小鼠B16黑色素瘤的转移分两个阶段,首先转移至肺部,然后从肺转移灶扩散至全身各器官。尽管肿瘤广泛播散,但可见转移灶通常仅出现在脑、肾上腺、肾、卵巢、胰腺和肠系膜。作为研究该系统转移模式基础的一种新方法,人们探讨了植入式“人工器官”能否作为二期转移发生及实验性调控的场所。每个植入物由一个直径4毫米的纤维素圆盘组成,圆盘中央有一个1毫米的聚合物小球,可在皮下环境中实现血管生成因子或生长因子的局部持续释放。在用B16黑色素瘤克隆G3.12及转移性更强的变体G3.12/BM2引发肿瘤的二期扩散过程中,含有血管生成因子的植入物的转移累及主要表现为通过生物测定可检测到的不可见微转移灶;可见转移灶很少,且位于植入物血管内。

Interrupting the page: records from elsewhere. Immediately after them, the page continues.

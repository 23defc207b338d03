//! Territory index: the single source of truth for claims, groups and worlds
//!
//! Claims are cell-keyed hash lookups; conflict zones are stored as cell
//! rectangles. Unclaimed cells are reported as `None`, never as an error;
//! only unknown worlds and broken references fail.

use crate::core::error::{ProtectionError, Result};
use crate::core::types::{GroupId, SubjectId};
use crate::permission::action::CellStatus;
use crate::spatial::coord::{CellCoord, Coordinate, DEFAULT_CELL_SIZE};
use crate::territory::claim::{Claim, Group};
use crate::territory::world::{WorldSettings, ZoneRules};
use ahash::AHashMap;

/// Inclusive cell rectangle with its overrides
#[derive(Debug, Clone)]
struct ConflictZone {
    min: CellCoord,
    max: CellCoord,
    rules: ZoneRules,
}

impl ConflictZone {
    fn contains(&self, cell: CellCoord) -> bool {
        (self.min.x..=self.max.x).contains(&cell.x) && (self.min.z..=self.max.z).contains(&cell.z)
    }
}

#[derive(Debug, Clone, Default)]
struct WorldEntry {
    settings: WorldSettings,
    claims: AHashMap<CellCoord, Claim>,
    zones: Vec<ConflictZone>,
}

impl WorldEntry {
    /// Most recently added zone covering `cell`
    fn zone_at(&self, cell: CellCoord) -> Option<&ZoneRules> {
        self.zones
            .iter()
            .rev()
            .find(|zone| zone.contains(cell))
            .map(|zone| &zone.rules)
    }
}

/// Read-only snapshot of everything a decision needs about one cell
#[derive(Debug, Clone, Copy)]
pub struct CellView<'a> {
    pub coordinate: &'a Coordinate,
    pub settings: &'a WorldSettings,
    pub claim: Option<&'a Claim>,
    pub group: Option<&'a Group>,
    pub zone: Option<&'a ZoneRules>,
}

impl<'a> CellView<'a> {
    pub fn is_wilderness(&self) -> bool {
        self.claim.is_none()
    }

    pub fn in_conflict_zone(&self) -> bool {
        self.zone.is_some()
    }
}

/// Claim, group, resident and world registry
#[derive(Debug, Clone)]
pub struct TerritoryIndex {
    cell_size: i32,
    worlds: AHashMap<String, WorldEntry>,
    groups: AHashMap<GroupId, Group>,
    residents: AHashMap<SubjectId, GroupId>,
    generation: u64,
}

impl Default for TerritoryIndex {
    fn default() -> Self {
        Self::new(DEFAULT_CELL_SIZE)
    }
}

impl TerritoryIndex {
    pub fn new(cell_size: i32) -> Self {
        Self {
            cell_size: cell_size.max(1),
            worlds: AHashMap::new(),
            groups: AHashMap::new(),
            residents: AHashMap::new(),
            generation: 0,
        }
    }

    pub fn cell_size(&self) -> i32 {
        self.cell_size
    }

    /// Incremented on every mutation; cached decisions compare against it
    pub fn generation(&self) -> u64 {
        self.generation
    }

    fn bump(&mut self) {
        self.generation = self.generation.wrapping_add(1);
    }

    fn world(&self, name: &str) -> Result<&WorldEntry> {
        self.worlds
            .get(name)
            .ok_or_else(|| ProtectionError::WorldNotFound(name.to_string()))
    }

    fn world_mut(&mut self, name: &str) -> Result<&mut WorldEntry> {
        self.worlds
            .get_mut(name)
            .ok_or_else(|| ProtectionError::WorldNotFound(name.to_string()))
    }

    // === WORLDS ===

    /// Register a world, replacing its settings if already known
    pub fn register_world(&mut self, name: impl Into<String>, settings: WorldSettings) {
        let name = name.into();
        self.worlds.entry(name).or_default().settings = settings;
        self.bump();
    }

    pub fn has_world(&self, name: &str) -> bool {
        self.worlds.contains_key(name)
    }

    pub fn world_settings(&self, name: &str) -> Result<&WorldSettings> {
        Ok(&self.world(name)?.settings)
    }

    /// Apply an administrative change to a world's settings
    pub fn update_world(
        &mut self,
        name: &str,
        update: impl FnOnce(&mut WorldSettings),
    ) -> Result<()> {
        update(&mut self.world_mut(name)?.settings);
        self.bump();
        Ok(())
    }

    // === GROUPS & RESIDENTS ===

    pub fn register_group(&mut self, group: Group) {
        self.groups.insert(group.id, group);
        self.bump();
    }

    pub fn group(&self, id: GroupId) -> Option<&Group> {
        self.groups.get(&id)
    }

    pub fn update_group(&mut self, id: GroupId, update: impl FnOnce(&mut Group)) -> bool {
        let Some(group) = self.groups.get_mut(&id) else {
            return false;
        };
        update(group);
        self.bump();
        true
    }

    /// Make `subject` a resident of `group`
    pub fn add_resident(&mut self, subject: SubjectId, group: GroupId) {
        self.residents.insert(subject, group);
        self.bump();
    }

    pub fn remove_resident(&mut self, subject: SubjectId) -> Option<GroupId> {
        let removed = self.residents.remove(&subject);
        if removed.is_some() {
            self.bump();
        }
        removed
    }

    pub fn resident_group(&self, subject: SubjectId) -> Option<GroupId> {
        self.residents.get(&subject).copied()
    }

    // === CLAIMS ===

    /// Insert a claim into a world, returning any claim it replaced
    pub fn insert_claim(&mut self, world: &str, claim: Claim) -> Result<Option<Claim>> {
        let entry = self.world_mut(world)?;
        let previous = entry.claims.insert(claim.cell, claim);
        self.bump();
        Ok(previous)
    }

    pub fn remove_claim(&mut self, world: &str, cell: CellCoord) -> Result<Option<Claim>> {
        let removed = self.world_mut(world)?.claims.remove(&cell);
        if removed.is_some() {
            self.bump();
        }
        Ok(removed)
    }

    /// Claim occupying a cell; `Ok(None)` is wilderness
    pub fn lookup(&self, coordinate: &Coordinate) -> Result<Option<&Claim>> {
        Ok(self.world(&coordinate.world)?.claims.get(&coordinate.cell))
    }

    pub fn update_claim(
        &mut self,
        coordinate: &Coordinate,
        update: impl FnOnce(&mut Claim),
    ) -> Result<bool> {
        let entry = self.world_mut(&coordinate.world)?;
        let Some(claim) = entry.claims.get_mut(&coordinate.cell) else {
            return Ok(false);
        };
        update(claim);
        self.bump();
        Ok(true)
    }

    pub fn claim_count(&self, world: &str) -> Result<usize> {
        Ok(self.world(world)?.claims.len())
    }

    /// Individual holder of the claim at `coordinate`
    ///
    /// Fails with `ClaimLookupFailure` when the holder is not a registered
    /// resident (a broken back-reference).
    pub fn claim_holder(&self, coordinate: &Coordinate) -> Result<Option<SubjectId>> {
        let Some(claim) = self.lookup(coordinate)? else {
            return Ok(None);
        };
        match claim.holder {
            None => Ok(None),
            Some(holder) if self.residents.contains_key(&holder) => Ok(Some(holder)),
            Some(holder) => Err(ProtectionError::ClaimLookupFailure {
                coordinate: coordinate.clone(),
                detail: format!("holder {} is not a registered resident", holder),
            }),
        }
    }

    // === CONFLICT ZONES ===

    /// Mark the inclusive cell rectangle spanned by `a` and `b` as a conflict zone
    ///
    /// Where zones overlap, the one added last applies.
    pub fn add_conflict_zone(
        &mut self,
        world: &str,
        a: CellCoord,
        b: CellCoord,
        rules: ZoneRules,
    ) -> Result<()> {
        let entry = self.world_mut(world)?;
        entry.zones.push(ConflictZone {
            min: CellCoord::new(a.x.min(b.x), a.z.min(b.z)),
            max: CellCoord::new(a.x.max(b.x), a.z.max(b.z)),
            rules,
        });
        self.bump();
        Ok(())
    }

    pub fn clear_conflict_zones(&mut self, world: &str) -> Result<()> {
        self.world_mut(world)?.zones.clear();
        self.bump();
        Ok(())
    }

    pub fn is_conflict_zone(&self, coordinate: &Coordinate) -> Result<bool> {
        Ok(self.zone_rules(coordinate)?.is_some())
    }

    pub fn zone_rules(&self, coordinate: &Coordinate) -> Result<Option<&ZoneRules>> {
        Ok(self.world(&coordinate.world)?.zone_at(coordinate.cell))
    }

    // === SNAPSHOTS ===

    /// Read-only view of a cell for the decision paths
    ///
    /// A claim whose owning group is not registered yields `ClaimLookupFailure`.
    pub fn view<'a>(&'a self, coordinate: &'a Coordinate) -> Result<CellView<'a>> {
        let entry = self.world(&coordinate.world)?;
        let claim = entry.claims.get(&coordinate.cell);
        let group = match claim {
            Some(claim) => Some(self.groups.get(&claim.group).ok_or_else(|| {
                ProtectionError::ClaimLookupFailure {
                    coordinate: coordinate.clone(),
                    detail: format!("owning group {:?} is not registered", claim.group),
                }
            })?),
            None => None,
        };
        let zone = entry.zone_at(coordinate.cell);

        Ok(CellView {
            coordinate,
            settings: &entry.settings,
            claim,
            group,
            zone,
        })
    }

    /// How `subject` relates to the cell in `view`
    pub fn subject_status(&self, subject: SubjectId, view: &CellView<'_>) -> CellStatus {
        let (Some(claim), Some(owner)) = (view.claim, view.group) else {
            return CellStatus::Wilderness;
        };
        if claim.holder == Some(subject) {
            return CellStatus::PlotOwner;
        }
        if claim.trusted.contains(&subject) {
            return CellStatus::Trusted;
        }

        let subject_group = self.resident_group(subject).and_then(|id| self.groups.get(&id));
        let Some(subject_group) = subject_group else {
            return CellStatus::Outsider;
        };
        if subject_group.id == owner.id {
            return CellStatus::GroupMember;
        }
        match (subject_group.alliance, owner.alliance) {
            (Some(a), Some(b)) if a == b => CellStatus::Ally,
            (Some(_), Some(_)) if view.settings.war_time => CellStatus::Enemy,
            _ => CellStatus::Outsider,
        }
    }
}
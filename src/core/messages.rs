//! Localized message catalog
//!
//! Templates use positional `{0}`, `{1}` placeholders. Keys missing from the
//! configured overrides fall back to the built-in English text.

use ahash::AHashMap;
use std::collections::BTreeMap;

pub const NOT_CONFIGURED: &str = "msg_err_not_configured";
pub const CONFLICT_ZONE_MATERIAL: &str = "msg_err_conflict_zone_cannot_edit_material";
pub const WILDERNESS: &str = "msg_cache_block_error_wild";
pub const PLOT: &str = "msg_cache_block_error_plot";
pub const WAR_UNAFFILIATED: &str = "msg_cache_block_error_war_unaffiliated";
pub const CLAIM_LOOKUP: &str = "msg_err_claim_lookup";
pub const SYSTEM_ERROR: &str = "msg_err_system_error";

const DEFAULTS: &[(&str, &str)] = &[
    (NOT_CONFIGURED, "This world is not configured for protection."),
    (
        CONFLICT_ZONE_MATERIAL,
        "You cannot edit this material in a conflict zone ({0} {1}).",
    ),
    (WILDERNESS, "You cannot {0} here (wilderness default protection)."),
    (PLOT, "You cannot {0} in {1}'s territory."),
    (
        WAR_UNAFFILIATED,
        "You cannot {0} here: {1} has no alliance during war.",
    ),
    (CLAIM_LOOKUP, "Plot data at {1} is unavailable, you cannot {0} here."),
    (SYSTEM_ERROR, "Protection is in an error state, all edits are blocked."),
];

/// Message templates keyed by id
#[derive(Debug, Clone)]
pub struct Messages {
    templates: AHashMap<String, String>,
}

impl Default for Messages {
    fn default() -> Self {
        Self {
            templates: DEFAULTS
                .iter()
                .map(|(k, v)| (k.to_string(), v.to_string()))
                .collect(),
        }
    }
}

impl Messages {
    /// Built-in templates with `overrides` applied on top
    pub fn with_overrides(overrides: &BTreeMap<String, String>) -> Self {
        let mut messages = Self::default();
        for (key, template) in overrides {
            messages.templates.insert(key.clone(), template.clone());
        }
        messages
    }

    /// Render the template for `key`, substituting `{n}` with `args[n]`
    pub fn get(&self, key: &str, args: &[&str]) -> String {
        let Some(template) = self.templates.get(key) else {
            return key.to_string();
        };
        let mut out = template.clone();
        for (i, arg) in args.iter().enumerate() {
            out = out.replace(&format!("{{{}}}", i), arg);
        }
        out
    }
}

#[cfg(test)]
mod tests {
    use super::*;

    #[test]
    fn test_default_templates_substitute_args() {
        let messages = Messages::default();
        let text = messages.get(WILDERNESS, &["destroy"]);
        assert_eq!(text, "You cannot destroy here (wilderness default protection).");
    }

    #[test]
    fn test_overrides_replace_defaults() {
        let mut overrides = BTreeMap::new();
        overrides.insert(PLOT.to_string(), "{1}: no {0} for you".to_string());
        let messages = Messages::with_overrides(&overrides);
        assert_eq!(messages.get(PLOT, &["build", "Ashford"]), "Ashford: no build for you");
        assert!(messages.get(NOT_CONFIGURED, &[]).contains("not configured"));
    }

    #[test]
    fn test_unknown_key_renders_key() {
        assert_eq!(Messages::default().get("msg_missing", &["x"]), "msg_missing");
    }
}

仅由乙烯-醋酸乙烯共聚物诱导血管生成的植入物中,约30%(G3.12)和50%(G3.12/BM2)发生了转移。内皮细胞生长因子和肝素促进了更多血管生成,但并未显著改变植入物的转移累及情况。含有小鼠肺粗提物的小球释放的肿瘤细胞促有丝分裂活性使植入物中G3.12/BM2转移的发生率增加至70%以上,并刺激了纤维素基质内可见转移灶的生长。相反,肝提取物抑制转移灶生长。心内注射G3.12/BM2细胞后植入物的定植情况通常与转移相似,但可见菌落形成更容易,且对肺提取物的影响依赖性较小。这些结果表明,转移和定植可在植入物中经常发生,并且通过加入肿瘤细胞生长调节剂可改变植入物环境对继发性肿瘤生长的相对适宜性。